Methodological and Resource Contributions

This is primarily a Methodological paper ($\Psi_{\text{Method}}$) that introduces a novel pipeline (MERMaid) for extracting structured chemical data from unstructured PDF documents. It proposes a specific architecture combining fine-tuned vision models (VisualHeist) with vision-language models (DataRaider) and a retrieval-augmented generation system (KGWizard) to solve the problem of multimodal data ingestion.

Secondarily, it is a Resource paper ($\Psi_{\text{Resource}}$) as it releases the source code, prompts, and a new benchmark dataset (MERMaid-100) consisting of annotated reaction data across three chemical domains.

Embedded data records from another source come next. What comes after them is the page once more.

//! Code editor facade
//!
//! Ties a surface, a rule set and the scheduler together. Everything here
//! runs on the thread that owns the surface; the only other thread is the
//! scheduler's highlight worker.

use std::thread;
use std::time::{Duration, Instant};

use crate::config::Config;
use crate::surface::{EditorSurface, SurfaceEvent};
use crate::syntax::{
    Argb, IncrementalScheduler, Rule, RuleId, RuleSet, SchedulerState, Trigger,
};

/// Syntax-highlighting editor over a surface
#[derive(Debug)]
pub struct CodeEditor<S: EditorSurface> {
    surface: S,
    rules: RuleSet,
    scheduler: IncrementalScheduler,
    enabled: bool,
}

impl<S: EditorSurface> CodeEditor<S> {
    /// Create an editor with the default configuration
    pub fn new(surface: S) -> Self {
        Self::with_config(surface, &Config::default())
    }

    /// Create an editor from a configuration
    pub fn with_config(surface: S, config: &Config) -> Self {
        let mut scheduler = IncrementalScheduler::new(config.scheduler_config());
        scheduler.set_enabled(config.highlight.enabled);
        Self {
            surface,
            rules: config.rule_set(),
            scheduler,
            enabled: config.highlight.enabled,
        }
    }

    pub fn surface(&self) -> &S {
        &self.surface
    }

    pub fn surface_mut(&mut self) -> &mut S {
        &mut self.surface
    }

    pub fn rules(&self) -> &RuleSet {
        &self.rules
    }

    pub fn scheduler(&self) -> &IncrementalScheduler {
        &self.scheduler
    }

    pub fn state(&self) -> SchedulerState {
        self.scheduler.state()
    }

    /// Replace the whole text and schedule a full pass
    pub fn set_text(&mut self, text: &str, now: Instant) {
        self.surface.mute_changes();
        self.surface.set_text(text);
        self.surface.unmute_changes();
        if text.is_empty() {
            return;
        }
        let delay = self.scheduler.config().set_text_delay;
        self.scheduler.schedule_after(delay, Trigger::SetText, now);
    }

    /// Add a rule; an invalid pattern yields a rule that never matches
    ///
    /// Takes effect from the next scheduled pass.
    pub fn add_rule(&mut self, pattern: &str, color: Argb, multiline: bool, priority: i32) -> RuleId {
        self.rules.add(Rule::new(pattern, color, multiline, priority))
    }

    pub fn remove_rule(&mut self, id: RuleId) -> bool {
        self.rules.remove(id)
    }

    pub fn clear_rules(&mut self) {
        self.rules.clear();
    }

    pub fn is_highlighting_enabled(&self) -> bool {
        self.enabled
    }

    /// Turn highlighting on or off
    ///
    /// Turning it off strips every color right away; turning it back on
    /// schedules a full pass.
    pub fn set_highlighting_enabled(&mut self, enabled: bool, now: Instant) {
        if self.enabled == enabled {
            return;
        }
        self.enabled = enabled;
        self.scheduler.set_enabled(enabled);
        if enabled {
            self.scheduler.request_full(now);
        } else {
            let len = self.surface.len();
            self.surface.mute_changes();
            self.surface.clear_spans(0, len);
            self.surface.unmute_changes();
        }
        tracing::debug!(enabled, "highlighting toggled");
    }

    /// Force a full pass on the next tick
    pub fn refresh(&mut self, now: Instant) {
        self.scheduler.request_full(now);
    }

    /// Highlight the visible lines (plus margin) on the next tick
    pub fn refresh_visible(&mut self, now: Instant) {
        self.scheduler.schedule_after(Duration::ZERO, Trigger::Visible, now);
    }

    /// React to one surface notification
    pub fn handle_event(&mut self, event: SurfaceEvent, now: Instant) {
        if !self.enabled {
            return;
        }
        match event {
            SurfaceEvent::TextChanged => self.scheduler.on_text_changed(now),
            SurfaceEvent::Scrolled { old_y, new_y } => {
                self.scheduler.on_scroll(old_y, new_y, now);
            }
        }
    }

    /// Drain surface events, apply finished passes, start due ones
    pub fn tick(&mut self, now: Instant) {
        for event in self.surface.take_events() {
            self.handle_event(event, now);
        }
        let rules = self.rules.snapshot();
        self.scheduler.tick(&mut self.surface, &rules, now);
    }

    /// Tick until nothing is pending or running, for at most `timeout`
    ///
    /// Returns false on timeout.
    pub fn settle(&mut self, timeout: Duration) -> bool {
        let deadline = Instant::now() + timeout;
        loop {
            let now = Instant::now();
            self.tick(now);
            match self.scheduler.state() {
                SchedulerState::Idle | SchedulerState::Disposed => return true,
                _ if now >= deadline => return false,
                SchedulerState::Running { .. } => {
                    self.scheduler
                        .wait_and_apply(&mut self.surface, deadline.saturating_duration_since(now));
                }
                SchedulerState::Pending { due, .. } => {
                    thread::sleep(due.min(deadline).saturating_duration_since(now));
                }
            }
        }
    }

    /// Cancel pending work and release the worker
    pub fn dispose(&mut self) {
        self.scheduler.dispose();
    }
}

impl<S: EditorSurface> Drop for CodeEditor<S> {
    fn drop(&mut self) {
        self.dispose();
    }
}
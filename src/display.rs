//! Terminal rendering of a styled buffer

use std::io::{self, Write};

use crossterm::queue;
use crossterm::style::{Attribute, Print, ResetColor, SetAttribute, SetForegroundColor};

use crate::buffer::StyledBuffer;
use crate::syntax::Span;

/// What to print
#[derive(Debug, Clone, Copy, PartialEq, Eq)]
pub struct RenderOptions {
    /// Emit 24-bit color escapes
    pub color: bool,
    /// Prefix each line with its 1-based number
    pub line_numbers: bool,
    /// Inclusive 0-based line range; None prints everything
    pub lines: Option<(usize, usize)>,
}

impl Default for RenderOptions {
    fn default() -> Self {
        Self {
            color: true,
            line_numbers: false,
            lines: None,
        }
    }
}

/// Write the buffer's text with its colors
pub fn render<W: Write>(buffer: &StyledBuffer, out: &mut W, options: &RenderOptions) -> io::Result<()> {
    let text = buffer.as_str();
    if text.is_empty() {
        return Ok(());
    }
    let spans: Vec<&Span> = buffer.spans().collect();

    // A trailing newline does not start a printable line
    let mut line_total = buffer.line_count();
    if text.ends_with('\n') {
        line_total -= 1;
    }
    let (first, last) = match options.lines {
        Some((a, b)) => (a.min(line_total - 1), b.min(line_total - 1)),
        None => (0, line_total - 1),
    };
    let width = (last + 1).to_string().len();

    let mut next_span = 0;
    let mut line_start = 0;
    for (line_no, line) in text.split('\n').enumerate().take(last + 1) {
        let start = line_start;
        let end = start + line.len();
        line_start = end + 1;
        if line_no < first {
            continue;
        }

        if options.line_numbers {
            queue!(
                out,
                SetAttribute(Attribute::Dim),
                Print(format!("{:>width$} ", line_no + 1)),
                SetAttribute(Attribute::Reset)
            )?;
        }

        if !options.color {
            queue!(out, Print(line), Print("\n"))?;
            continue;
        }

        while next_span < spans.len() && spans[next_span].end <= start {
            next_span += 1;
        }
        let mut pos = start;
        for span in spans[next_span..].iter().take_while(|s| s.start < end) {
            let seg_start = span.start.max(start);
            let seg_end = span.end.min(end);
            if seg_start > pos {
                queue!(out, Print(slice(text, pos, seg_start)))?;
            }
            queue!(
                out,
                SetForegroundColor(span.color.to_terminal()),
                Print(slice(text, seg_start, seg_end)),
                ResetColor
            )?;
            pos = seg_end;
        }
        queue!(out, Print(slice(text, pos, end)), Print("\n"))?;
    }

    out.flush()
}

fn slice(text: &str, start: usize, end: usize) -> &str {
    text.get(start..end).unwrap_or("")
}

The Inaccessibility of Diagrammatic Reaction Data

  • Data Inaccessibility: A significant volume of chemical knowledge currently resides in “print-optimized” PDF formats, specifically within graphical elements like figures, schemes, and tables, which resist standard text mining.
  • Limitations of Prior Work: Existing tools (e.g., ChemDataExtractor, OpenChemIE) focus primarily on text, struggle with multimodal parsing, or lack the “contextual awareness” needed to interpret implicit information (e.g., “standard conditions” with modifications in optimization tables).
  • Need for Structured Data: To enable self-driving laboratories and data-driven discovery, this unstructured literature must be converted into machine-actionable formats like knowledge graphs.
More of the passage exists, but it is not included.